Ressaltando um corpo preto invadido, por vezes, pelas tonalidades
de um baton sanguineo que faz o ator traçar em sua face e peitoral, um memorial
dos cruéis descaminhos e as descompassadas saídas para o genocídio indígena e negro praticado, aqui quase como regra, a
partir da chegada das naus de Pedro Álvares Cabral.
Acompanhadas, em anos e séculos sequenciais, pelos navios
negreiros que perpetuariam o mais resistente sistema escravocrata do mundo ocidental.
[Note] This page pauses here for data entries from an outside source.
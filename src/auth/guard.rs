//! Route classification and the session guard decision.
//!
//! Pure functions only; the axum wiring lives in `middleware.rs`.

/// Cookie holding the session credential
pub const AUTH_COOKIE: &str = "auth-token";

/// Login screen; must not be visited while authenticated
pub const LOGIN_PATH: &str = "/auth";

/// Where authenticated users land
pub const LANDING_PATH: &str = "/calendar";

/// Everything under this prefix requires a session
pub const PROTECTED_PREFIX: &str = "/calendar";

#[derive(Debug, Clone, Copy, PartialEq, Eq)]
pub enum RouteClass {
    Public,
    AuthOnly,
    Protected,
}

#[derive(Debug, Clone, Copy)]
enum PathMatch {
    Exact,
    Prefix,
}

const ROUTE_TABLE: &[(&str, PathMatch, RouteClass)] = &[
    (LOGIN_PATH, PathMatch::Exact, RouteClass::AuthOnly),
    (PROTECTED_PREFIX, PathMatch::Prefix, RouteClass::Protected),
];

/// Classify a request path. First table entry that matches wins.
pub fn classify(path: &str) -> RouteClass {
    ROUTE_TABLE
        .iter()
        .find(|(pattern, kind, _)| match kind {
            PathMatch::Exact => path == *pattern,
            PathMatch::Prefix => path.starts_with(pattern),
        })
        .map(|(_, _, class)| *class)
        .unwrap_or(RouteClass::Public)
}

/// Outcome of the session guard for one request
#[derive(Debug, Clone, Copy, PartialEq, Eq)]
pub enum GuardDecision {
    Pass,
    RedirectToLanding,
    RedirectToLogin,
}

impl GuardDecision {
    /// Redirect target, `None` when the request passes through
    pub fn location(&self) -> Option<&'static str> {
        match self {
            GuardDecision::Pass => None,
            GuardDecision::RedirectToLanding => Some(LANDING_PATH),
            GuardDecision::RedirectToLogin => Some(LOGIN_PATH),
        }
    }

    pub fn label(&self) -> &'static str {
        match self {
            GuardDecision::Pass => "pass",
            GuardDecision::RedirectToLanding => "redirect_landing",
            GuardDecision::RedirectToLogin => "redirect_login",
        }
    }
}

/// Decide what to do with a request given credential presence and path.
pub fn decide(has_credential: bool, path: &str) -> GuardDecision {
    match (has_credential, classify(path)) {
        (true, RouteClass::AuthOnly) => GuardDecision::RedirectToLanding,
        (false, RouteClass::Protected) => GuardDecision::RedirectToLogin,
        _ => GuardDecision::Pass,
    }
}
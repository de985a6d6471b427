//! Error types for calgate
//!
//! Infrastructure errors are converted to `AppError`, which implements
//! `IntoResponse` for proper HTTP error responses. Authentication failures
//! that end up in front of the user live in [`crate::auth::AuthError`] and
//! are rendered as notices instead.

use axum::http::StatusCode;
use axum::response::{IntoResponse, Response};
use thiserror::Error;

/// Application-wide error type
#[derive(Debug, Error)]
pub enum AppError {
    /// Access denied (403)
    #[error("Access denied")]
    Forbidden,

    /// Validation error (400)
    #[error("Validation error: {0}")]
    Validation(String),

    /// HTTP client error (502)
    #[error("HTTP client error: {0}")]
    HttpClient(#[from] reqwest::Error),

    /// Configuration error (500)
    #[error("Configuration error: {0}")]
    Config(String),

    /// Internal server error (500)
    #[error("Internal error: {0}")]
    Internal(#[from] anyhow::Error),
}

impl From<config::ConfigError> for AppError {
    fn from(err: config::ConfigError) -> Self {
        AppError::Config(err.to_string())
    }
}

impl AppError {
    fn status_and_type(&self) -> (StatusCode, &'static str) {
        match self {
            AppError::Forbidden => (StatusCode::FORBIDDEN, "forbidden"),
            AppError::Validation(_) => (StatusCode::BAD_REQUEST, "validation"),
            AppError::HttpClient(_) => (StatusCode::BAD_GATEWAY, "http_client"),
            AppError::Config(_) => (StatusCode::INTERNAL_SERVER_ERROR, "config"),
            AppError::Internal(_) => (StatusCode::INTERNAL_SERVER_ERROR, "internal"),
        }
    }
}

impl IntoResponse for AppError {
    /// Convert error to HTTP response
    ///
    /// Maps each error variant to appropriate HTTP status code
    /// and JSON error body. Internal details are logged, not returned.
    fn into_response(self) -> Response {
        use axum::Json;

        let (status, error_type) = self.status_and_type();
        let error_message = match &self {
            AppError::Validation(msg) => msg.clone(),
            AppError::Internal(_) | AppError::Config(_) => "Internal server error".to_string(),
            _ => self.to_string(),
        };

        if status.is_server_error() {
            tracing::error!(error = %self, error_type, "Request failed");
        }

        crate::metrics::ERRORS_TOTAL
            .with_label_values(&[error_type])
            .inc();

        let body = Json(serde_json::json!({
            "error": error_message,
        }));

        (status, body).into_response()
    }
}

/// Result type alias using AppError
pub type Result<T> = std::result::Result<T, AppError>;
Terminado oficiosamente na lei
imperial do 13 de Maio e
metaforicamente de volta em verso do Hino da Proclamação da República : “Nós nem cremos / Que escravos outrora / Tenha
havido / Em tão nobre país”...
A performance atoral Clayton Nascimento dando vazão às suas vivências como integrante da população negra sujeita à invisibilidade e ao
preconceito, o que ele contextualiza não só através da secular luta para ser
reconhecida pela história pátria mas também pelos percalços de sua própria
trajetória como artista de cor.
Macacos. Clayton Nascimento/Dramaturgia, direção e interpretação. Maio/2023. Fotos/Julieta Bacchin. |
Num espetáculo-manifesto, com um subliminar sotaque de
dialetação brechtiana, que faz de seu lema a denúncia e o propósito, em caráter
urgencial, de conscientização política, social e participativa do espectador, a
partir do interativo recado dado por sua voz e seu corpo num palco de teatro.
Em corajosa tentativa
para desconstruir um inaceitável status
quo em relação a um racismo
estrutural e institucional, apenas em tese propugnado por lei, sem quaisquer perspectivas
de sua transmutação em novos horizontes. E é, assim, que ele assume uma postura critica
investigativa sobre o ser ou não ser deste “monólogo
de uma pessoa preta”.
Veja-se, a propósito, o fato inspirador da textualidade
dramatúrgica de Macacos – o brutal e
insensato assassinato de uma criança de 9 anos, com um tiro de fuzil na cabeça,
enquanto brincava inocentemente à porta de casa, no Complexo do Alemão. Já lá se vão oito anos e nada aconteceu para
justicializar-se uma mãe que chegou a escutar do policial assassino uma fala
comum, de inconsequente dolência para ela
e tantas outras mães - “um filho de
bandido”...
Numa representação dramática híbrida, marcada esteticamente pelo
gestualismo que remete ora a um teatro coreográfico, ora a uma palestra
cenográfica, Clayton Nascimento demonstra não só a sua potencialidade como ator
(numa experiência inicializada ainda na infância e complementada em estudos na
Escola de Arte Dramática de São Paulo e posteriores especializações
universitárias).
Extensiva ao seu convicto manuseio didático de conhecimento
de causa aliado ao provocador jogo cênico, no seu substrato referencial que percorre a historiografia
e as instigantes contradições de um perverso
racismo capaz de esconder até os traços
da negritude em Machado de Assis.
Passando pela missão conscientizadora do Teatro Experimental do Negro para desembocar em nomes populares lendários,
obscurecidos no paralelo anonimato das vitimações dos que tem epiderme de cor,
dos mulatos e de todos aqueles que, sarcasticamente, a sociedade branca titula
de macacos.
Na réplica irônica a outro verso do Hino da Proclamação da
República (“Somos todos iguais, ao futuro”)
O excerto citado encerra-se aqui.